Von toten Igeln und flüchtenden Pinguinen

Ulrike Barows neuer Baltrum-Krimi im Karnevalsmilieu ist kaum spannungsgeladen und höchstens unter dem Regionalkrimi-Aspekt empfehlenswert

Von Christina DittmerRSS-Newsfeed neuer Artikel von Christina Dittmer

Besprochene Bücher / Literaturhinweise

Baltrum im Winter. Es ist kalt und ungemütlich, kaum ein Restaurant hat geöffnet und dann hat die einzige offene Bar noch nicht einmal Kölsch.
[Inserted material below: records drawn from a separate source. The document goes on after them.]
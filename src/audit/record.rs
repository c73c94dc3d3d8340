// Keyward — Audit records
//
// Hash-only by construction: the value slots are `Fingerprint`s, so a raw
// credential cannot be placed in a record.

use std::fmt;

use chrono::{DateTime, Utc};
use serde::{Deserialize, Serialize};

use crate::enclave::Fingerprint;

/// Actor recorded for transitions the engine makes on its own.
pub const SYSTEM_ACTOR: &str = "keyward";

#[derive(Debug, Clone, Copy, PartialEq, Eq, Hash, Serialize, Deserialize)]
#[serde(rename_all = "snake_case")]
pub enum AuditAction {
    Classified,
    Synced,
    RotationStarted,
    RotationValidated,
    RotationCompleted,
    RotationFailed,
    RotationRolledBack,
}

impl AuditAction {
    pub fn as_str(&self) -> &'static str {
        match self {
            AuditAction::Classified => "classified",
            AuditAction::Synced => "synced",
            AuditAction::RotationStarted => "rotation_started",
            AuditAction::RotationValidated => "rotation_validated",
            AuditAction::RotationCompleted => "rotation_completed",
            AuditAction::RotationFailed => "rotation_failed",
            AuditAction::RotationRolledBack => "rotation_rolled_back",
        }
    }

    pub fn parse(s: &str) -> Option<Self> {
        match s {
            "classified" => Some(AuditAction::Classified),
            "synced" => Some(AuditAction::Synced),
            "rotation_started" => Some(AuditAction::RotationStarted),
            "rotation_validated" => Some(AuditAction::RotationValidated),
            "rotation_completed" => Some(AuditAction::RotationCompleted),
            "rotation_failed" => Some(AuditAction::RotationFailed),
            "rotation_rolled_back" => Some(AuditAction::RotationRolledBack),
            _ => None,
        }
    }
}

impl fmt::Display for AuditAction {
    fn fmt(&self, f: &mut fmt::Formatter<'_>) -> fmt::Result {
        f.write_str(self.as_str())
    }
}

#[derive(Debug, Clone, PartialEq, Eq, Serialize, Deserialize)]
pub struct AuditRecord {
    /// Assigned on append.
    pub id: Option<i64>,
    pub timestamp: DateTime<Utc>,
    pub actor: String,
    pub action: AuditAction,
    pub credential_name: String,
    pub old_value_hash: Option<Fingerprint>,
    pub new_value_hash: Option<Fingerprint>,
    pub detail: Option<String>,
}

impl AuditRecord {
    pub fn new(action: AuditAction, credential_name: impl Into<String>, actor: impl Into<String>) -> Self {
        Self {
            id: None,
            timestamp: Utc::now(),
            actor: actor.into(),
            action,
            credential_name: credential_name.into(),
            old_value_hash: None,
            new_value_hash: None,
            detail: None,
        }
    }

    pub fn with_hashes(mut self, old: Option<Fingerprint>, new: Option<Fingerprint>) -> Self {
        self.old_value_hash = old;
        self.new_value_hash = new;
        self
    }

    pub fn with_detail(mut self, detail: impl Into<String>) -> Self {
        self.detail = Some(detail.into());
        self
    }
}

impl fmt::Display for AuditRecord {
    fn fmt(&self, f: &mut fmt::Formatter<'_>) -> fmt::Result {
        write!(
            f,
            "[{}] {} {} by '{}'",
            self.timestamp.format("%Y-%m-%d %H:%M:%S"),
            self.action,
            self.credential_name,
            self.actor
        )?;
        if let (Some(old), Some(new)) = (&self.old_value_hash, &self.new_value_hash) {
            write!(f, " {} → {}", old, new)?;
        }
        if let Some(d) = &self.detail {
            write!(f, " ({})", d)?;
        }
        Ok(())
    }
}

/// Reader-side filter. Every field narrows the result.
#[derive(Debug, Clone, Default, PartialEq, Eq, Serialize, Deserialize)]
#[serde(default)]
pub struct AuditQuery {
    pub credential_name: Option<String>,
    pub actions: Vec<AuditAction>,
    pub since: Option<DateTime<Utc>>,
    pub until: Option<DateTime<Utc>>,
    pub limit: Option<usize>,
}

impl AuditQuery {
    pub fn for_credential(name: impl Into<String>) -> Self {
        Self {
            credential_name: Some(name.into()),
            ..Self::default()
        }
    }

    pub fn action(mut self, action: AuditAction) -> Self {
        self.actions.push(action);
        self
    }
}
Und das an Karneval. Warum die Belegschaft einer Kölner Firma ausgerechnet zur fünften Jahreszeit nach Norddeutschland fährt, um das Arbeitsklima zu fördern, also in den wohl karnevalsimmunsten Teil Deutschlands, bleibt lange im Dunkeln. Klar wird jedoch schnell, dass das besagte Arbeitsklima noch eisiger ist, als die vereiste Nordsee, die die Urlauber schon bald vom Festland abschneidet.
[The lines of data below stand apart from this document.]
// Keyward — Operator notifications
//
// Failures, conflicts and approval requests reach a human through one or more
// channels. Every notification names the credential, its tier and the reason.
// Routine successes are logged, never notified.

use std::sync::Arc;

use async_trait::async_trait;
use chrono::{DateTime, Utc};
use hmac::{Hmac, Mac};
use serde::Serialize;
use sha2::Sha256;
use thiserror::Error;

use crate::config::{NotificationsConfig, WebhookConfig};
use crate::store::SecurityTier;

type HmacSha256 = Hmac<Sha256>;

/// Header carrying `sha256=<hex hmac of body>` on signed webhooks.
pub const SIGNATURE_HEADER: &str = "X-Keyward-Signature";

#[derive(Debug, Clone, Copy, PartialEq, Eq, Serialize)]
#[serde(rename_all = "snake_case")]
pub enum NotificationKind {
    RotationFailed,
    RotationConflict,
    ApprovalRequired,
    ManualRotationRequested,
    RotationUpcoming,
    RevocationSkipped,
    TargetRejected,
}

#[derive(Debug, Clone, PartialEq, Eq, Serialize)]
pub struct Notification {
    pub kind: NotificationKind,
    /// Credential name, or the destination id for `TargetRejected`.
    pub credential_name: String,
    pub tier: Option<SecurityTier>,
    pub reason: String,
    pub timestamp: DateTime<Utc>,
}

impl Notification {
    pub fn new(
        kind: NotificationKind,
        credential_name: impl Into<String>,
        tier: Option<SecurityTier>,
        reason: impl Into<String>,
    ) -> Self {
        Self {
            kind,
            credential_name: credential_name.into(),
            tier,
            reason: reason.into(),
            timestamp: Utc::now(),
        }
    }
}

#[derive(Debug, Error)]
pub enum NotifyError {
    #[error("Notification delivery failed: {0}")]
    Delivery(String),
}

#[async_trait]
pub trait Notifier: Send + Sync {
    async fn notify(&self, notification: &Notification) -> Result<(), NotifyError>;
}

/// Send and forget: a notification failure never fails the caller.
pub async fn notify_best_effort(notifier: &dyn Notifier, notification: Notification) {
    if let Err(e) = notifier.notify(&notification).await {
        tracing::warn!(
            credential = %notification.credential_name,
            kind = ?notification.kind,
            error = %e,
            "Notification could not be delivered"
        );
    }
}

// ─── Log channel ─────────────────────────────────────────────────────────────

pub struct LogNotifier;

#[async_trait]
impl Notifier for LogNotifier {
    async fn notify(&self, n: &Notification) -> Result<(), NotifyError> {
        let tier = n.tier.map(|t| t.to_string()).unwrap_or_else(|| "-".to_string());
        match n.kind {
            NotificationKind::RotationFailed
            | NotificationKind::RotationConflict
            | NotificationKind::TargetRejected => {
                tracing::error!(credential = %n.credential_name, tier = %tier, kind = ?n.kind, reason = %n.reason, "Operator attention required");
            }
            _ => {
                tracing::warn!(credential = %n.credential_name, tier = %tier, kind = ?n.kind, reason = %n.reason, "Operator notification");
            }
        }
        Ok(())
    }
}

// ─── Webhook channel ─────────────────────────────────────────────────────────

pub struct WebhookNotifier {
    client: reqwest::Client,
    url: String,
    signing_secret: Option<String>,
}

impl WebhookNotifier {
    pub fn new(client: reqwest::Client, config: &WebhookConfig) -> Self {
        Self {
            client,
            url: config.url.clone(),
            signing_secret: config.signing_secret.clone(),
        }
    }

    fn sign(secret: &str, body: &[u8]) -> Result<String, NotifyError> {
        let mut mac = HmacSha256::new_from_slice(secret.as_bytes())
            .map_err(|e| NotifyError::Delivery(format!("invalid webhook secret: {}", e)))?;
        mac.update(body);
        Ok(format!("sha256={}", hex::encode(mac.finalize().into_bytes())))
    }
}

#[async_trait]
impl Notifier for WebhookNotifier {
    async fn notify(&self, n: &Notification) -> Result<(), NotifyError> {
        let body = serde_json::to_vec(n)
            .map_err(|e| NotifyError::Delivery(format!("failed to serialize notification: {}", e)))?;

        let mut request = self
            .client
            .post(&self.url)
            .header("Content-Type", "application/json");

        if let Some(secret) = &self.signing_secret {
            request = request.header(SIGNATURE_HEADER, Self::sign(secret, &body)?);
        }

        let response = request
            .body(body)
            .send()
            .await
            .map_err(|e| NotifyError::Delivery(format!("webhook request failed: {}", e)))?;

        let status = response.status();
        if !status.is_success() {
            return Err(NotifyError::Delivery(format!("webhook returned {}", status)));
        }

        tracing::debug!(url = %self.url, kind = ?n.kind, "Webhook notification delivered");
        Ok(())
    }
}

// ─── Fan-out ─────────────────────────────────────────────────────────────────

/// Delivers to every channel. Succeeds if at least one channel accepted the
/// notification.
pub struct FanoutNotifier {
    channels: Vec<Arc<dyn Notifier>>,
}

impl FanoutNotifier {
    pub fn new(channels: Vec<Arc<dyn Notifier>>) -> Self {
        Self { channels }
    }

    pub fn from_config(config: &NotificationsConfig, client: &reqwest::Client) -> Self {
        let mut channels: Vec<Arc<dyn Notifier>> = Vec::new();
        if config.log {
            channels.push(Arc::new(LogNotifier));
        }
        for hook in &config.webhooks {
            channels.push(Arc::new(WebhookNotifier::new(client.clone(), hook)));
        }
        Self::new(channels)
    }
}

#[async_trait]
impl Notifier for FanoutNotifier {
    async fn notify(&self, n: &Notification) -> Result<(), NotifyError> {
        let mut last_error = None;
        let mut delivered = 0usize;

        for channel in &self.channels {
            match channel.notify(n).await {
                Ok(()) => delivered += 1,
                Err(e) => {
                    tracing::warn!(credential = %n.credential_name, error = %e, "Notification channel failed");
                    last_error = Some(e);
                }
            }
        }

        match last_error {
            Some(e) if delivered == 0 => Err(e),
            _ => Ok(()),
        }
    }
}

// ─── Tests ───────────────────────────────────────────────────────────────────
Ein Tiefpunkt der Stimmung zwischen den Kollegen ist die Karnevalsfeier in einer Bar, in der die Stadtmenschen in Tierkostümen auftauchen. Von den anwesenden Insulanern trägt selbstredend niemand ein Kostüm. Kurz darauf findet der Rettungsboot-Vormann einen toten Igel auf der Straße – oder vielmehr eine Frau in einem Igelkostüm. „Ein Igel ist von der weißen Brücke gefallen und ein Pinguin ist auf der Flucht. Der Igel braucht dringend ärztliche Hilfe.“ So der Notruf des Mannes, der recht gut zusammenfasst, wie unrealistisch und mitunter albern sich Baltrumer Eiszeit liest. Wer ist der als Pinguin verkleidete? Vor diesem Rätsel stehen nun die Kommissare und die Inselbloggerin Helga, denn von den Kölnern hatte niemand ein solches Kostüm.
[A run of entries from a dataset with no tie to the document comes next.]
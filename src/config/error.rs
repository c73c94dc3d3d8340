// Keyward — Configuration error types
//
// Every variant is raised at load time. Nothing in here is deferred to the
// first sync or rotation.

use thiserror::Error;

#[derive(Debug, Error)]
pub enum ConfigError {
    #[error("Failed to read config {path}: {source}")]
    Io {
        path: String,
        #[source]
        source: std::io::Error,
    },

    #[error("Failed to parse config: {0}")]
    Parse(#[from] toml::de::Error),

    #[error("Invalid pattern '{pattern}': {reason}")]
    Pattern { pattern: String, reason: String },

    #[error("Sync target '{destination}' is {visibility}; only private targets are allowed")]
    TargetNotPrivate { destination: String, visibility: String },

    #[error("Tier assignment '{pattern}' names unknown tier '{tier}'")]
    UnknownTier { pattern: String, tier: String },

    #[error("Provider '{provider}' is missing required field '{field}'")]
    MissingField { provider: String, field: &'static str },

    #[error("Provider '{0}' does not cover any credential pattern")]
    NoCredentialPatterns(String),

    #[error("Duplicate provider key: {0}")]
    DuplicateProvider(String),

    #[error("Provider '{provider}' uses session driver '{driver}', which is not registered")]
    UnknownDriver { provider: String, driver: String },

    #[error("Invalid configuration: {0}")]
    Invalid(String),
}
Der Clou des Falles – das Opfer Sabine wechselte spontan das Outfit mit dem des unangenehmen Chefs Gereon Müller. Galt der Mord also gar nicht ihr, sondern ihm? Dass dieser Feinde hat, möchte niemanden überraschen. So wird bald klar, dass ihn außer Sabine, deren Liebesbekundungen er allerdings verschmähte, niemand leiden kann. Auch der Nachbar seines Ferienhauses scheint ihn regelrecht zu hassen. Die unterschwellig unangenehme Stimmung verstärkt sich, als sich herausstellt, dass eigentlich niemand der Kölner freiwillig auf der Insel ist, jeder jedoch ein Motiv hat. Falsche Fährten legt die Autorin zuhauf, die meisten sind aber durchschaubar. Der Täter ist schlussendlich durchaus überraschend, dafür bleibt das Motiv unbefriedigend.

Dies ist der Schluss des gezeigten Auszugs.